The framework performs partitioning on the input data set or data sets of a parallel operator.

Partitioning is the process of dividing an input data set into multiple segments, or partitions. Each processing node in your system then performs an operation on an individual partition of the data set rather than on the entire data set. Typically, an operator uses the same partitioning method for each input data set; however, you can also use a different method for each input.

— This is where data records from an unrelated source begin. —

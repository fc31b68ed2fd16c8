/// Trial geometry. Positions are centers in logical screen coordinates.
///
/// Offsets are fixed for the task: target above center, choice images
/// 250 px to either side below center, feedback indicator further down,
/// decorative overlay in the upper right.
pub const CHOICE_OFFSET_X: f32 = 250.0;
pub const TARGET_OFFSET_Y: f32 = -150.0;
pub const CHOICE_OFFSET_Y: f32 = 150.0;
pub const FEEDBACK_OFFSET_Y: f32 = 200.0;
pub const OVERLAY_OFFSET: (f32, f32) = (300.0, -200.0);

/// Side the correct image lands on.
#[derive(Debug, Clone, Copy, PartialEq, Eq)]
pub enum Side {
    Left,
    Right,
}

/// Axis-aligned rectangle, inclusive of all four edges for hit testing.
#[derive(Debug, Clone, Copy, PartialEq)]
pub struct Bounds {
    pub x: f32,
    pub y: f32,
    pub w: f32,
    pub h: f32,
}

impl Bounds {
    /// Bounds of a `w`×`h` image blitted with its center at `pos`.
    pub fn centered_at(pos: (f32, f32), w: u32, h: u32) -> Self {
        let (w, h) = (w as f32, h as f32);
        Self {
            x: (pos.0 - w * 0.5).floor(),
            y: (pos.1 - h * 0.5).floor(),
            w,
            h,
        }
    }

    pub fn contains(&self, p: (f32, f32)) -> bool {
        p.0 >= self.x && p.0 <= self.x + self.w && p.1 >= self.y && p.1 <= self.y + self.h
    }
}

/// Screen positions for one trial presentation.
#[derive(Debug, Clone, Copy, PartialEq)]
pub struct TrialLayout {
    pub side: Side,
    pub target: (f32, f32),
    pub correct: (f32, f32),
    pub wrong: (f32, f32),
    pub overlay: (f32, f32),
    pub feedback: (f32, f32),
}

impl TrialLayout {
    pub fn place(center: (f32, f32), side: Side) -> Self {
        let (cx, cy) = center;
        let choice_y = cy + CHOICE_OFFSET_Y;
        let (correct_x, wrong_x) = match side {
            Side::Left => (cx - CHOICE_OFFSET_X, cx + CHOICE_OFFSET_X),
            Side::Right => (cx + CHOICE_OFFSET_X, cx - CHOICE_OFFSET_X),
        };
        Self {
            side,
            target: (cx, cy + TARGET_OFFSET_Y),
            correct: (correct_x, choice_y),
            wrong: (wrong_x, choice_y),
            overlay: (cx + OVERLAY_OFFSET.0, cy + OVERLAY_OFFSET.1),
            feedback: (cx, cy + FEEDBACK_OFFSET_Y),
        }
    }
}
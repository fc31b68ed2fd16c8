use crate::trial::{TEST_BLOCK, TRAINING_BLOCK};

/// Linear session phases, no branching.
#[derive(Debug, Clone, Copy, PartialEq, Eq, Default)]
pub enum SessionPhase {
    #[default]
    Intro,
    TrainingIntro,
    Training,
    TestIntro,
    Test,
    Summary,
    Persist,
    Outro,
    Done,
}

impl SessionPhase {
    pub fn next(self) -> Option<Self> {
        use SessionPhase::*;
        Some(match self {
            Intro => TrainingIntro,
            TrainingIntro => Training,
            Training => TestIntro,
            TestIntro => Test,
            Test => Summary,
            Summary => Persist,
            Persist => Outro,
            Outro => Done,
            Done => return None,
        })
    }

    /// True while a trial block is running.
    pub fn is_block(self) -> bool {
        matches!(self, SessionPhase::Training | SessionPhase::Test)
    }

    /// Block label recorded on results produced in this phase.
    pub fn block_name(self) -> Option<&'static str> {
        match self {
            SessionPhase::Training => Some(TRAINING_BLOCK),
            SessionPhase::Test => Some(TEST_BLOCK),
            _ => None,
        }
    }

    pub fn is_done(self) -> bool {
        self == SessionPhase::Done
    }
}
//! Launch orchestration.
//!
//! [`Launcher::run`] drives one launch end to end: parse the coordinate,
//! load project metadata, resolve the dependency graph under the scope
//! policy, resolve the root artifact, assemble the load path, pick the
//! entry type, then invoke inside an armed exit interceptor with property
//! overrides applied. Interception and property state are released by RAII
//! guards on every path out, so the caller always gets back a process in
//! normal termination semantics.

use std::collections::HashMap;
use std::sync::Arc;

use tracing::{debug, info};

use crate::coordinate::Coordinate;
use crate::core::errors::{LaunchError, Result};
use crate::core::props::PropertyGuard;
use crate::exit::ExitInterceptor;
use crate::graph::{loadpath, ScopePolicy};
use crate::resolve::repository::LocalRepository;
use crate::resolve::{ArtifactResolver, GraphResolver, ManifestReader, ProjectLoader};
use crate::runtime::{
    DylibManifestReader, DylibSourceLoader, EntryRegistry, ExecutionContext, InvocationOutcome,
    SourceLoader,
};

pub const DEFAULT_ENTRY_METHOD: &str = "main";

/// What to invoke once the component is resolved. Built once per launch and
/// not consulted again after invocation starts.
#[derive(Debug, Clone)]
pub struct InvocationRequest {
    /// Entry type to execute; when absent the root artifact's embedded
    /// manifest must name one.
    pub entry_type: Option<String>,
    pub entry_method: String,
    pub arguments: Vec<String>,
    /// Runtime-property overrides, applied for the duration of the launch.
    pub properties: HashMap<String, String>,
}

impl Default for InvocationRequest {
    fn default() -> Self {
        Self {
            entry_type: None,
            entry_method: DEFAULT_ENTRY_METHOD.to_string(),
            arguments: Vec::new(),
            properties: HashMap::new(),
        }
    }
}

impl InvocationRequest {
    pub fn new() -> Self {
        Self::default()
    }

    pub fn with_entry_type(mut self, entry_type: impl Into<String>) -> Self {
        self.entry_type = Some(entry_type.into());
        self
    }

    pub fn with_entry_method(mut self, entry_method: impl Into<String>) -> Self {
        self.entry_method = entry_method.into();
        self
    }

    pub fn with_arguments(mut self, arguments: Vec<String>) -> Self {
        self.arguments = arguments;
        self
    }

    pub fn with_property(mut self, key: impl Into<String>, value: impl Into<String>) -> Self {
        self.properties.insert(key.into(), value.into());
        self
    }
}

/// Resolves, assembles and runs one component per [`run`](Launcher::run).
pub struct Launcher {
    projects: Arc<dyn ProjectLoader>,
    graphs: Arc<dyn GraphResolver>,
    artifacts: Arc<dyn ArtifactResolver>,
    manifests: Arc<dyn ManifestReader>,
    sources: Arc<dyn SourceLoader>,
    host: EntryRegistry,
    scope_policy: ScopePolicy,
}

impl Launcher {
    pub fn new(
        projects: Arc<dyn ProjectLoader>,
        graphs: Arc<dyn GraphResolver>,
        artifacts: Arc<dyn ArtifactResolver>,
        manifests: Arc<dyn ManifestReader>,
        sources: Arc<dyn SourceLoader>,
    ) -> Self {
        Self {
            projects,
            graphs,
            artifacts,
            manifests,
            sources,
            host: EntryRegistry::new(),
            scope_policy: ScopePolicy::default(),
        }
    }

    /// Wire a launcher around a local repository with the dylib runtime.
    pub fn with_repository(repository: LocalRepository) -> Self {
        let repository = Arc::new(repository);
        Self::new(
            repository.clone(),
            repository.clone(),
            repository,
            Arc::new(DylibManifestReader),
            Arc::new(DylibSourceLoader),
        )
    }

    pub fn with_host_registry(mut self, host: EntryRegistry) -> Self {
        self.host = host;
        self
    }

    pub fn with_scope_policy(mut self, scope_policy: ScopePolicy) -> Self {
        self.scope_policy = scope_policy;
        self
    }

    pub fn host_registry(&self) -> &EntryRegistry {
        &self.host
    }

    /// Launch `coordinate` and return the component's exit status.
    ///
    /// Normal return of the entry maps to 0; a requested exit maps to its
    /// status; every other failure is an error. Whether the returned status
    /// terminates the real process is the caller's decision; by the time
    /// this returns, exit requests are no longer intercepted.
    pub fn run(&self, coordinate: &str, request: &InvocationRequest) -> Result<i32> {
        let coordinate: Coordinate = coordinate.parse()?;
        info!(coordinate = %coordinate, "launching component");

        let project = self.projects.load(&coordinate)?;

        debug!("resolving dependency graph");
        let graph = self.graphs.resolve(&project, &self.scope_policy)?;

        let root_artifact = self.artifacts.resolve_file(&coordinate)?;
        debug!(artifact = %root_artifact.display(), "root artifact resolved");

        let load_path = loadpath::assemble(&coordinate, &root_artifact, &graph)?;

        let entry_type = match &request.entry_type {
            Some(explicit) => explicit.clone(),
            None => self
                .manifests
                .read_entry_type(&root_artifact)?
                .ok_or_else(|| LaunchError::EntryNotSpecified(root_artifact.clone()))?,
        };
        debug!(entry_type = %entry_type, entry_method = %request.entry_method, "entry point selected");

        let _properties = PropertyGuard::apply(&request.properties);
        let _interception = ExitInterceptor::global().arm();

        let context =
            ExecutionContext::from_load_path(&load_path, self.sources.as_ref(), self.host.clone())?;
        let handle = context.load_entry(&entry_type, &request.entry_method)?;

        let status = match context.invoke(&handle, &request.arguments)? {
            InvocationOutcome::Completed => 0,
            InvocationOutcome::ExitRequested(status) => {
                debug!(status, "component requested exit");
                status
            }
        };

        info!(status, "launch finished");
        Ok(status)
    }
}

#[cfg(test)]
mod tests {
    use super::*;

    #[test]
    fn test_request_defaults() {
        let request = InvocationRequest::new();
        assert_eq!(request.entry_method, "main");
        assert!(request.entry_type.is_none());
        assert!(request.arguments.is_empty());
        assert!(request.properties.is_empty());
    }

    #[test]
    fn test_request_builders() {
        let request = InvocationRequest::new()
            .with_entry_type("org.example.Main")
            .with_entry_method("start")
            .with_arguments(vec!["a".into(), "b".into()])
            .with_property("color", "blue");
        assert_eq!(request.entry_type.as_deref(), Some("org.example.Main"));
        assert_eq!(request.entry_method, "start");
        assert_eq!(request.arguments.len(), 2);
        assert_eq!(request.properties.get("color").map(String::as_str), Some("blue"));
    }
}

The following figure shows an example of a two-input, one-output operator. Each input in this figure uses its own partitioning method:

Figure 1. Two-input, one-output operatorTwo-input, one-output operator
InfoSphere® DataStage® provides a number of different partitioning methods, including:
any
The operator does not care how data is partitioned; therefore, InfoSphere DataStage can partition the data set in any way to optimize the performance of the operator. Any is the default partitioning method. Operators that use a partitioning method of any allow the user to explicitly override the partitioning method. To set a partitioning method, the user assigns a partitioner to a data set used as an input to the operator. The framework then partitions the data set accordingly.
round robin
This method divides the data set so that the first record goes to the first node, the second record goes to the second node, and so on. When the last node in the system is reached, this method starts back at the first node. This method is useful for resizing the partitions of an input data set that are not equal in size. The round robin method always creates approximately equal-sized partitions.
random
This method randomly distributes records across all nodes. Like round robin, random partitioning can rebalance the partitions of an input data set to guarantee that each processing node receives an approximately equal-sized partition.
same
This method performs no repartitioning on the data; the partitions of the previous operator are inherited. This partitioning method is often used within composite operators.
entire
Every instance of an operator on every processing node receives the complete data set as input. This form of partitioning is useful when you want the benefits of parallel execution, but you also want each instance of the operator to be able to access the entire input data set.
hash by field
Uses a field in a record as a hash key and partitions the records based on a function of this hash key. You use the class APT_HashPartitioner to implement this partitioning method.
modulus
Partitioning is based on a key field modulo the number of partitions. This method is like hash by field, but involves simpler computation.
range
Divides a data set into approximately equal size partitions based on one or more partitioning keys. You use the APT_RangePartitioner class to implement this partitioning method.
Db2
Partitions an input data set in the same way that Db2 partitions it. For example, if you use this method to partition an input data set containing update information for an existing Db2 table, records are assigned to the processing node containing the corresponding Db2 record. Then, during the execution of the parallel operator, both the input record and the Db2 table record are local to the processing node. Any reads and writes of the Db2 table entails no network activity.
other
You can define a custom partitioning operator by deriving a class from the C++ APT_Partitioner class. Other is the partitioning method for operators that use custom partitioners.

By default, operators use the partitioning method any. The any partitioning method allows operator users to prefix the operator with a partitioning operator to control partitioning. For example, a user could insert the hash partitioner operator in the stage before the derived operator.

To set an explicit partitioning method for the operator that cannot be overridden, you must include a call to APT_Operator::setPartitionMethod() within APT_Operator::describeOperator().

Another option is to define your own partitioner for each input to the operator. To do so, you must derive a partitioner class from APT_Partitioner.